(Records contained in a dataset)
# # # # # # #

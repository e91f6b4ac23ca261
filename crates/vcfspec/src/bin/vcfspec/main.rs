mod cli;

use anyhow::Context;
use std::io::Write;
use std::path::Path;
use vcfspec::defaults::Defaults;
use vcfspec::projector::Projector;

fn main() {
    use clap::Parser;
    let cli = cli::Cli::parse();

    tracing_subscriber::fmt()
        .with_env_filter(tracing_subscriber::EnvFilter::from_env("VCFSPEC_LOG"))
        .with_writer(std::io::stderr)
        .init();

    for new_path in cli.directory.iter() {
        match new_path.canonicalize() {
            Err(e) => {
                eprintln!(
                    "Failed to resolve path for -C/--directory {}\n{}",
                    new_path.display(),
                    e
                );
                std::process::exit(1);
            }
            Ok(cwd) => {
                if let Err(err) = std::env::set_current_dir(&cwd) {
                    eprintln!("Failed to set work directory to {}\n{}", cwd.display(), err,);
                    std::process::exit(1);
                }

                tracing::info!(directory=%cwd.display(), "Changed working directory");
            }
        }
    }

    let command_result = match cli.command {
        cli::Command::Convert(convert_cli) => convert(convert_cli),
        cli::Command::Dev(dev_cli) => dev(dev_cli),
    };

    if let Err(e) = command_result {
        for error in e.chain() {
            eprintln!("{error}")
        }
        std::process::exit(1);
    }
}

pub fn convert(cli: cli::ConvertCommand) -> anyhow::Result<()> {
    let defaults = load_defaults(cli.defaults.as_deref())?;
    let text = read_input(cli.input.as_deref())?;

    let parsed = vcfspec::parse(&text);
    for diagnostic in &parsed.diagnostics {
        eprintln!("warning: {diagnostic}");
    }

    let projector = Projector::new(&defaults);
    let spec = projector.project(&parsed.variables);

    let summary = spec.summary();
    tracing::info!(
        variables = parsed.variables.len(),
        hosts = summary.hosts,
        networks = summary.networks,
        switches = summary.switches,
        nsx_managers = summary.nsx_managers,
        appliances = ?summary.appliances,
        "Converted"
    );

    output(&cli.output, &spec)?;

    tracing::info!(
        url = %projector.upload_url(&parsed.variables),
        "Upload to Cloud Builder for validation, navigate to: Bring-up → Upload JSON"
    );

    anyhow::ensure!(
        !cli.deny_warnings || parsed.diagnostics.is_empty(),
        "{} diagnostic(s) while parsing",
        parsed.diagnostics.len()
    );

    Ok(())
}

fn load_defaults(path: Option<&Path>) -> anyhow::Result<Defaults> {
    match path {
        Some(path) => Ok(Defaults::load_file(path)?),
        None => Ok(Defaults::default()),
    }
}

fn read_input(path: Option<&Path>) -> anyhow::Result<String> {
    match path {
        Some(path) => {
            tracing::info!(path=%path.display(), "Reading tfvars");
            std::fs::read_to_string(path)
                .with_context(|| format!("Unable to read {}", path.display()))
        }
        None => Ok(std::io::read_to_string(std::io::stdin())?),
    }
}

fn output<T: serde::Serialize>(output: &cli::OutputArgs, value: &T) -> anyhow::Result<()> {
    let mut writer: Box<dyn Write> = match &output.file {
        Some(path) => Box::new(std::fs::File::create(path)?),
        None => Box::new(std::io::stdout()),
    };

    match output.format {
        cli::OutputFormat::Yaml => serde_yaml::to_writer(&mut writer, value)?,
        cli::OutputFormat::Json => {
            serde_json::to_writer_pretty(&mut writer, value)?;
            writeln!(writer)?;
        }
    };

    writer.flush()?;

    if let Some(path) = &output.file {
        tracing::info!(path=%path.display(), "Wrote spec");
    }

    Ok(())
}

/// developer utilities
///
/// A quick way to expose internal structures for debugging purposes
pub fn dev(cli: cli::DevCommand) -> anyhow::Result<()> {
    match cli.command {
        cli::DevSubCommand::Variables { input } => {
            let parsed = vcfspec::parse(&read_input(input.as_deref())?);
            println!("{:#?}", parsed.variables);
            for diagnostic in &parsed.diagnostics {
                eprintln!("warning: {diagnostic}");
            }
        }
        cli::DevSubCommand::Defaults { defaults } => {
            let defaults = load_defaults(defaults.as_deref())?;
            serde_yaml::to_writer(std::io::stdout(), &defaults)?;
        }
    }

    Ok(())
}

# # # # # # #

*GOAL OF THE EXERCISE:*
Please return the lines above exactly, from the first one down to the line with "let parsed = vcfspec::parse(&text);", and stop after that line.

*EXERCISE ANSWER:*
repository e91f6b4ac23ca261
filename crates/vcfspec/src/bin/vcfspec/main.rs
mod cli;

use anyhow::Context;
use std::io::Write;
use std::path::Path;
use vcfspec::defaults::Defaults;
use vcfspec::projector::Projector;

fn main() {
    use clap::Parser;
    let cli = cli::Cli::parse();

    tracing_subscriber::fmt()
        .with_env_filter(tracing_subscriber::EnvFilter::from_env("VCFSPEC_LOG"))
        .with_writer(std::io::stderr)
        .init();

    for new_path in cli.directory.iter() {
        match new_path.canonicalize() {
            Err(e) => {
                eprintln!(
                    "Failed to resolve path for -C/--directory {}\n{}",
                    new_path.display(),
                    e
                );
                std::process::exit(1);
            }
            Ok(cwd) => {
                if let Err(err) = std::env::set_current_dir(&cwd) {
                    eprintln!("Failed to set work directory to {}\n{}", cwd.display(), err,);
                    std::process::exit(1);
                }

                tracing::info!(directory=%cwd.display(), "Changed working directory");
            }
        }
    }

    let command_result = match cli.command {
        cli::Command::Convert(convert_cli) => convert(convert_cli),
        cli::Command::Dev(dev_cli) => dev(dev_cli),
    };

    if let Err(e) = command_result {
        for error in e.chain() {
            eprintln!("{error}")
        }
        std::process::exit(1);
    }
}

pub fn convert(cli: cli::ConvertCommand) -> anyhow::Result<()> {
    let defaults = load_defaults(cli.defaults.as_deref())?;
    let text = read_input(cli.input.as_deref())?;

    let parsed = vcfspec::parse(&text);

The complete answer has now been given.